Quando e come è entrata la Sla in casa Anastasi?
«Dopo dei controlli di routine, papà aveva male a una gamba. Un giorno ha cominciato a inciampare e mia madre si accorse che teneva sempre il collo storto: «Pietro raddrizzati, perché stai così?» gli ripeteva. Papà non se ne accorgeva neppure. Così siamo andati a Torino allo studio del prof. Adriano Chiò, un luminare della Sla, come ci avevano detto, il quale ci informò che stava curando altri calciatori, meno famosi di Anastasi, ma comunque gente che aveva dei trascorsi a livello dilettantistico. Il referto medico di Chiò fu una sentenza impietosa. Con nostra madre Anna, io e mio fratello pensammo di non rivelarlo a nessuno, tanto meno a papà».
PIETRO ANASTASI
Il figlio di Anastasi continua:
«Papà era emotivamente molto fragile. Dai controlli emerse anche quel cancro al polmone e se fosse stato solo quello si poteva ancora sperare. Andavo a trovarlo e condividevo con lui quella speranza, mentre tenevo per me il segreto della Sla. Piangevo di nascosto ogni volta che lo salutavo e me ne tornavo a casa mia, perché sapevo che contro quel morbo non c’era nessuna speranza di guarigione…».
Ma suo padre non immaginava nulla? Anastasi:
«Aveva qualche sospetto, poi quando negli ultimi due mesi di vita ha avuto la certezza che si trattava della Sla si è lasciato andare. Ha smesso di lottare, ha chiesto di non essere più assistito. Con la morte nel cuore siamo andati al comune di Varese, dove risiediamo, per confermare la sua volontà espressa in tempi non sospetti: la rinuncia all’accanimento terapeutico.
Una scelta dolorosissima, perché Pietro Anastasi amava profondamente la vita. Era un credente e praticante che alla domenica non mancava di andare alla Santa Messa, fino a che ha potuto. I malati di Sla in genere lottano stoicamente fino alla fine, come conferma anche la vicenda di Stefano Borgonovo.
PIETRO ANASTASI
Ma fu proprio l’annuncio della malattia da parte di Borgonovo a fargli fare quella scelta: «Se un domani dovessi ammalarmi di Sla non voglio curarmi più», aveva detto a nostra madre. Vedere quelle immagini di Stefano alla tv lo avevano scioccato e anche molto impaurito, perché era consapevole che Borgonovo non fosse il solo calciatore malato e che poi sarebbe morto di Sla. E il numero preoccupante di casi nel calcio lo impressionava».

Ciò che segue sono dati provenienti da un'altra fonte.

impl SimState {
    fn reset(&mut self) {
        self.status = 0;
        self.driver_features = 0;
        self.driver_feature_select = 0;
        self.device_feature_select = 0;
        self.queue_select = 0;
        self.queues = [SimQueue::new(); SimGpu::NUM_QUEUES];
        for (queue, &max) in self.queues.iter_mut().zip(&self.queue_max) {
            queue.size = max;
        }
        self.isr = 0;
        self.resources.clear();
        self.scanouts = [0; MAX_SCANOUTS];
    }

    fn selected(&mut self) -> Option<&mut SimQueue> {
        self.queues.get_mut(self.queue_select as usize)
    }

    fn read_common(&mut self, offset: usize) -> u32 {
        let select_half = |value: u64, select: u32| match select {
            0 => value as u32,
            1 => (value >> 32) as u32,
            _ => 0,
        };
        match offset {
            common_cfg::DEVICE_FEATURE_SELECT => self.device_feature_select,
            common_cfg::DEVICE_FEATURE => select_half(self.device_features, self.device_feature_select),
            common_cfg::DRIVER_FEATURE_SELECT => self.driver_feature_select,
            common_cfg::DRIVER_FEATURE => select_half(self.driver_features, self.driver_feature_select),
            common_cfg::MSIX_CONFIG => self.msix_config as u32,
            common_cfg::NUM_QUEUES => SimGpu::NUM_QUEUES as u32,
            common_cfg::DEVICE_STATUS => {
                self.status_reads += 1;
                self.status as u32
            }
            common_cfg::CONFIG_GENERATION => {
                self.generation_reads += 1;
                self.generation as u32
            }
            common_cfg::QUEUE_SELECT => self.queue_select as u32,
            _ => {
                let Some(queue) = self.queues.get(self.queue_select as usize).copied() else {
                    return 0;
                };
                match offset {
                    common_cfg::QUEUE_SIZE => queue.size as u32,
                    common_cfg::QUEUE_MSIX_VECTOR => queue.msix_vector as u32,
                    common_cfg::QUEUE_ENABLE => queue.enabled as u32,
                    common_cfg::QUEUE_NOTIFY_OFF => self.queue_select as u32,
                    0x20 => queue.desc as u32,
                    0x24 => (queue.desc >> 32) as u32,
                    0x28 => queue.driver as u32,
                    0x2C => (queue.driver >> 32) as u32,
                    0x30 => queue.device as u32,
                    0x34 => (queue.device >> 32) as u32,
                    _ => 0,
                }
            }
        }
    }

    fn write_common(&mut self, offset: usize, value: u32) {
        match offset {
            common_cfg::DEVICE_FEATURE_SELECT => self.device_feature_select = value,
            common_cfg::DRIVER_FEATURE_SELECT => self.driver_feature_select = value,
            common_cfg::DRIVER_FEATURE => {
                self.driver_feature_writes += 1;
                match self.driver_feature_select {
                    0 => set_half(&mut self.driver_features, false, value),
                    1 => set_half(&mut self.driver_features, true, value),
                    _ => {}
                }
            }
            common_cfg::MSIX_CONFIG => self.msix_config = value as u16,
            common_cfg::DEVICE_STATUS => self.write_status(value as u8),
            common_cfg::QUEUE_SELECT => self.queue_select = value as u16,
            _ => {
                let Some(queue) = self.selected() else {
                    return;
                };
                match offset {
                    common_cfg::QUEUE_SIZE => queue.size = value as u16,
                    common_cfg::QUEUE_MSIX_VECTOR => queue.msix_vector = value as u16,
                    common_cfg::QUEUE_ENABLE => queue.enabled = value & 1 != 0,
                    0x20 => set_half(&mut queue.desc, false, value),
                    0x24 => set_half(&mut queue.desc, true, value),
                    0x28 => set_half(&mut queue.driver, false, value),
                    0x2C => set_half(&mut queue.driver, true, value),
                    0x30 => set_half(&mut queue.device, false, value),
                    0x34 => set_half(&mut queue.device, true, value),
                    _ => {}
                }
            }
        }
    }

    fn write_status(&mut self, value: u8) {
        if value == 0 {
            if self.stall_reset {
                return;
            }
            self.reset();
            return;
        }
        let mut value = value;
        let features_ok = DeviceStatus::FEATURES_OK.bits();
        if value & features_ok != 0 && self.status & features_ok == 0 {
            let unoffered = self.driver_features & !self.device_features;
            if self.refuse_features_ok || unoffered != 0 {
                value &= !features_ok;
            }
        }
        self.status = value;
    }

    fn read_device_config(&mut self, offset: usize) -> u32 {
        if self.torn_reads > 0 {
            // A concurrent device-side update lands mid-read.
            self.torn_reads -= 1;
            self.generation = self.generation.wrapping_add(1);
            self.num_scanouts += 1;
        }
        match offset {
            gpu_config::EVENTS_READ => self.events_read,
            gpu_config::EVENTS_CLEAR => 0,
            gpu_config::NUM_SCANOUTS => self.num_scanouts,
            gpu_config::NUM_CAPSETS => 0,
            _ => 0,
        }
    }

    fn write_device_config(&mut self, offset: usize, value: u32) {
        if offset == gpu_config::EVENTS_CLEAR {
            self.events_read &= !value;
        }
    }

    /// Consume every available chain of `index`. Returns whether an
    /// interrupt is due.
    fn process_queue(&mut self, index: usize) -> bool {
        let mut queue = self.queues[index];
        if !queue.enabled || self.status & DeviceStatus::DRIVER_OK.bits() == 0 {
            return false;
        }

        fence(Ordering::SeqCst);
        // SAFETY: the driver programmed these addresses to live ring memory.
        let avail_idx: u16 = unsafe { read_phys(queue.driver + 2) };
        let outstanding = avail_idx.wrapping_sub(queue.last_avail);
        self.max_in_flight[index] = self.max_in_flight[index].max(outstanding);
        if outstanding == 0 {
            return false;
        }

        while queue.last_avail != avail_idx {
            fence(Ordering::SeqCst);
            let slot = (queue.last_avail % queue.size) as u64;
            let head: u16 = unsafe { read_phys(queue.driver + 4 + 2 * slot) };

            let mut request = Vec::new();
            let mut writable = Vec::new();
            let mut desc_index = head;
            for _ in 0..queue.size {
                let desc: Descriptor = unsafe { read_phys(queue.desc + 16 * desc_index as u64) };
                if desc.flags & desc_flags::WRITE != 0 {
                    writable.push((desc.addr, desc.len as usize));
                } else {
                    // SAFETY: readable buffers are live driver memory.
                    let bytes = unsafe {
                        core::slice::from_raw_parts(desc.addr as usize as *const u8, desc.len as usize)
                    };
                    request.extend_from_slice(bytes);
                }
                if desc.flags & desc_flags::NEXT == 0 {
                    break;
                }
                desc_index = desc.next;
            }

            let response = if index == 0 {
                self.control_command(&request)
            } else {
                self.cursor_command(&request);
                Vec::new()
            };

            let mut written = 0;
            for (addr, len) in writable {
                let n = len.min(response.len() - written);
                // SAFETY: writable buffers are live driver memory of `len` bytes.
                unsafe {
                    ptr::copy_nonoverlapping(response[written..].as_ptr(), addr as usize as *mut u8, n);
                }
                written += n;
            }

            let used_slot = (queue.used_idx % queue.size) as u64;
            unsafe {
                write_phys(
                    queue.device + 4 + 8 * used_slot,
                    UsedElement {
                        id: head as u32,
                        len: written as u32,
                    },
                );
            }
            fence(Ordering::SeqCst);
            queue.used_idx = queue.used_idx.wrapping_add(1);
            unsafe { write_phys(queue.device + 2, queue.used_idx) };
            queue.last_avail = queue.last_avail.wrapping_add(1);
        }
        self.queues[index] = queue;

        let flags: u16 = unsafe { read_phys(queue.driver) };
        if flags & VIRTQ_AVAIL_F_NO_INTERRUPT == 0 {
            self.isr |= isr::QUEUE;
            true
        } else {
            false
        }
    }

    fn control_command(&mut self, request: &[u8]) -> Vec<u8> {
        let Some(hdr) = ControlHeader::from_bytes(request) else {
            return ControlHeader::new(command::RESP_ERR_UNSPEC).as_bytes().to_vec();
        };
        self.commands.push(hdr.hdr_type);

        let status = match hdr.hdr_type {
            command::GET_DISPLAY_INFO => {
                let mut info = RespDisplayInfo {
                    hdr: ControlHeader::new(command::RESP_OK_DISPLAY_INFO),
                    ..RespDisplayInfo::default()
                };
                info.pmodes[0] = DisplayOne {
                    rect: Rect::new(0, 0, 1024, 768),
                    enabled: 1,
                    flags: 0,
                };
                return info.as_bytes().to_vec();
            }
            command::GET_EDID => {
                let mut response = RespEdid {
                    hdr: ControlHeader::new(command::RESP_OK_EDID),
                    size: 128,
                    padding: 0,
                    edid: [0; EDID_BLOB_SIZE],
                };
                response.edid[..8].copy_from_slice(&[0x00, 0xFF, 0xFF, 0xFF, 0xFF, 0xFF, 0xFF, 0x00]);
                return response.as_bytes().to_vec();
            }
            command::RESOURCE_CREATE_2D => match ResourceCreate2d::from_bytes(request) {
                Some(req) if req.resource_id != 0 && !self.resources.contains_key(&req.resource_id) => {
                    self.resources.insert(
                        req.resource_id,
                        SimResource {
                            width: req.width,
                            height: req.height,
                            backing: false,
                        },
                    );
                    command::RESP_OK_NODATA
                }
                Some(_) => command::RESP_ERR_INVALID_RESOURCE_ID,
                None => command::RESP_ERR_INVALID_PARAMETER,
            },
            command::RESOURCE_UNREF => match ResourceUnref::from_bytes(request) {
                Some(req) => match self.resources.remove(&req.resource_id) {
                    Some(_) => {
                        for scanout in self.scanouts.iter_mut() {
                            if *scanout == req.resource_id {
                                *scanout = 0;
                            }
                        }
                        command::RESP_OK_NODATA
                    }
                    None => command::RESP_ERR_INVALID_RESOURCE_ID,
                },
                None => command::RESP_ERR_INVALID_PARAMETER,
            },
            command::SET_SCANOUT => match SetScanout::from_bytes(request) {
                Some(req) if req.scanout_id >= self.num_scanouts => command::RESP_ERR_INVALID_SCANOUT_ID,
                Some(req) if req.resource_id == 0 => {
                    self.scanouts[req.scanout_id as usize] = 0;
                    command::RESP_OK_NODATA
                }
                Some(req) => match self.resources.get(&req.resource_id) {
                    Some(res) if req.rect.x + req.rect.width > res.width
                        || req.rect.y + req.rect.height > res.height =>
                    {
                        command::RESP_ERR_INVALID_PARAMETER
                    }
                    Some(_) => {
                        self.scanouts[req.scanout_id as usize] = req.resource_id;
                        command::RESP_OK_NODATA
                    }
                    None => command::RESP_ERR_INVALID_RESOURCE_ID,
                },
                None => command::RESP_ERR_INVALID_PARAMETER,
            },
            command::RESOURCE_FLUSH => match ResourceFlush::from_bytes(request) {
                Some(req) if self.resources.contains_key(&req.resource_id) => command::RESP_OK_NODATA,
                Some(_) => command::RESP_ERR_INVALID_RESOURCE_ID,
                None => command::RESP_ERR_INVALID_PARAMETER,
            },
            command::TRANSFER_TO_HOST_2D => match TransferToHost2d::from_bytes(request) {
                Some(req) => match self.resources.get(&req.resource_id) {
                    Some(res) if res.backing => command::RESP_OK_NODATA,
                    Some(_) => command::RESP_ERR_UNSPEC,
                    None => command::RESP_ERR_INVALID_RESOURCE_ID,
                },
                None => command::RESP_ERR_INVALID_PARAMETER,
            },
            command::RESOURCE_ATTACH_BACKING => match ResourceAttachBacking::from_bytes(request) {
                Some(req) => {
                    let entries_len = req.nr_entries as usize * 16;
                    let header_len = core::mem::size_of::<ResourceAttachBacking>();
                    match self.resources.get_mut(&req.resource_id) {
                        _ if request.len() < header_len + entries_len => command::RESP_ERR_INVALID_PARAMETER,
                        Some(res) if res.backing => command::RESP_ERR_UNSPEC,
                        Some(res) => {
                            res.backing = true;
                            command::RESP_OK_NODATA
                        }
                        None => command::RESP_ERR_INVALID_RESOURCE_ID,
                    }
                }
                None => command::RESP_ERR_INVALID_PARAMETER,
            },
            command::RESOURCE_DETACH_BACKING => match ResourceDetachBacking::from_bytes(request) {
                Some(req) => match self.resources.get_mut(&req.resource_id) {
                    Some(res) if res.backing => {
                        res.backing = false;
                        command::RESP_OK_NODATA
                    }
                    Some(_) => command::RESP_ERR_UNSPEC,
                    None => command::RESP_ERR_INVALID_RESOURCE_ID,
                },
                None => command::RESP_ERR_INVALID_PARAMETER,
            },
            _ => command::RESP_ERR_UNSPEC,
        };
        ControlHeader::new(status).as_bytes().to_vec()
    }

    fn cursor_command(&mut self, request: &[u8]) {
        if let Some(message) = UpdateCursor::from_bytes(request) {
            self.cursor = Some((message.pos.scanout_id, message.pos.x, message.pos.y));
        }
    }
}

Con la morte di Mihajlovic e Vialli, sono emerse le preoccupazioni di diversi ex calciatori che temono di ammalarsi per i farmaci presi in carriera. Anastasi aveva confessato queste stesse ansie?
«A noi aveva raccontato di aver preso farmaci per guarire da infortuni: antinfiammatori, sicuramente aveva preso il Micoren anche lui. Per quanto concerne la Sla si era fatto l’idea che potesse dipendere dai traumi, «chissà – diceva –, magari dipende dai troppi colpi di testa». Pur non essendo altissimo con i colpi di testa se la cavava, diversi gol li aveva fatti con l’inzuccata a “volo d’angelo”… Negli anni in cui giocava lui poi i palloni erano dieci volte più pesanti rispetto a quelli di oggi. Io e la mia famiglia sinceramente dopo la sua morte le abbiamo pensate tutte…».